Work instructions: In your reply, write out each entry exactly as given.

Material for this task:
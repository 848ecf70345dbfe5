//! WebSocket Handler
//!
//! One connection per viewer. Incoming client messages go through the
//! dispatcher; outgoing messages (direct replies and room broadcasts) share a
//! single bounded channel drained by the sender task.

use axum::extract::ws::{Message, WebSocket};
use futures::{sink::SinkExt, stream::StreamExt};
use std::sync::Arc;
use tokio::sync::mpsc;
use tracing::{debug, error, info, warn};

use crate::config::ServerConfig;
use crate::metrics::ServerMetrics;
use crate::queue_registry::QueueRegistry;

use super::dispatch::{ConnectionContext, dispatch_client_message};
use super::protocol::{ClientMessage, ServerMessage};

pub async fn handle_queue_ws(
    socket: WebSocket,
    registry: Arc<QueueRegistry>,
    server_config: Arc<ServerConfig>,
    server_metrics: Option<Arc<ServerMetrics>>,
) {
    let connection_id = uuid::Uuid::new_v4().to_string();
    info!(conn_id = %connection_id, "New queue WebSocket connection");

    if let Some(ref m) = server_metrics {
        m.connection_opened();
    }

    let (mut ws_sender, mut ws_receiver) = socket.split();
    let (tx, mut rx) = mpsc::channel::<ServerMessage>(server_config.send_channel_capacity);

    let ctx = ConnectionContext::new(
        connection_id.clone(),
        tx.clone(),
        registry,
        server_metrics.clone(),
    );

    // Task to send messages to WebSocket
    let sender_task = async move {
        while let Some(msg) = rx.recv().await {
            let json = match serde_json::to_string(&msg) {
                Ok(j) => j,
                Err(e) => {
                    error!("Failed to serialize message: {}", e);
                    continue;
                }
            };
            if ws_sender.send(Message::Text(json.into())).await.is_err() {
                break;
            }
        }
    };

    // Task to handle incoming messages
    let conn_id_input = connection_id.clone();
    let input_task = async {
        while let Some(msg) = ws_receiver.next().await {
            match msg {
                Ok(Message::Text(text)) => match serde_json::from_str::<ClientMessage>(&text) {
                    Ok(client_msg) => dispatch_client_message(&ctx, client_msg).await,
                    Err(e) => {
                        debug!(conn_id = %conn_id_input, "Unparseable client message: {}", e);
                        let _ = tx
                            .send(ServerMessage::Error {
                                teacher_id: None,
                                message: format!("invalid message: {}", e),
                            })
                            .await;
                    }
                },
                Ok(Message::Close(_)) => break,
                Ok(_) => {}
                Err(e) => {
                    warn!(conn_id = %conn_id_input, "WebSocket receive error: {}", e);
                    break;
                }
            }
        }
    };

    tokio::select! {
        _ = sender_task => {},
        _ = input_task => {},
    }

    // The queue is untouched by a disconnect; only this viewer's forwarder goes.
    ctx.leave_room().await;

    if let Some(ref m) = server_metrics {
        m.connection_closed();
    }
    info!(conn_id = %connection_id, "Queue WebSocket connection closed");
}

Task output:
repository 848ecf70345dbfe5
//! WebSocket Handler
//!
//! One connection per viewer. Incoming client messages go through the
//! dispatcher; outgoing messages (direct replies and room broadcasts) share a
//! single bounded channel drained by the sender task.

use axum::extract::ws::{Message, WebSocket};
use futures::{sink::SinkExt, stream::StreamExt};
use std::sync::Arc;
use tokio::sync::mpsc;
use tracing::{debug, error, info, warn};

use crate::config::ServerConfig;
use crate::metrics::ServerMetrics;
use crate::queue_registry::QueueRegistry;

use super::dispatch::{ConnectionContext, dispatch_client_message};
use super::protocol::{ClientMessage, ServerMessage};

pub async fn handle_queue_ws(
    socket: WebSocket,
    registry: Arc<QueueRegistry>,
    server_config: Arc<ServerConfig>,
    server_metrics: Option<Arc<ServerMetrics>>,
) {
    let connection_id = uuid::Uuid::new_v4().to_string();
    info!(conn_id = %connection_id, "New queue WebSocket connection");

    if let Some(ref m) = server_metrics {
        m.connection_opened();
    }

    let (mut ws_sender, mut ws_receiver) = socket.split();
    let (tx, mut rx) = mpsc::channel::<ServerMessage>(server_config.send_channel_capacity);

    let ctx = ConnectionContext::new(
        connection_id.clone(),
        tx.clone(),
        registry,
        server_metrics.clone(),
    );

    // Task to send messages to WebSocket
    let sender_task = async move {
        while let Some(msg) = rx.recv().await {
            let json = match serde_json::to_string(&msg) {
                Ok(j) => j,
                Err(e) => {
                    error!("Failed to serialize message: {}", e);
                    continue;
                }
            };
            if ws_sender.send(Message::Text(json.into())).await.is_err() {
                break;
            }
        }
    };

    // Task to handle incoming messages
    let conn_id_input = connection_id.clone();
    let input_task = async {
        while let Some(msg) = ws_receiver.next().await {
            match msg {
                Ok(Message::Text(text)) => match serde_json::from_str::<ClientMessage>(&text) {
                    Ok(client_msg) => dispatch_client_message(&ctx, client_msg).await,
                    Err(e) => {
                        debug!(conn_id = %conn_id_input, "Unparseable client message: {}", e);
                        let _ = tx
                            .send(ServerMessage::Error {
                                teacher_id: None,
                                message: format!("invalid message: {}", e),
                            })
                            .await;
                    }
                },
                Ok(Message::Close(_)) => break,
                Ok(_) => {}
                Err(e) => {
                    warn!(conn_id = %conn_id_input, "WebSocket receive error: {}", e);
                    break;
                }
            }
        }
    };

    tokio::select! {
        _ = sender_task => {},
        _ = input_task => {},
    }

    // The queue is untouched by a disconnect; only this viewer's forwarder goes.
    ctx.leave_room().await;

    if let Some(ref m) = server_metrics {
        m.connection_closed();
    }
    info!(conn_id = %connection_id, "Queue WebSocket connection closed");
}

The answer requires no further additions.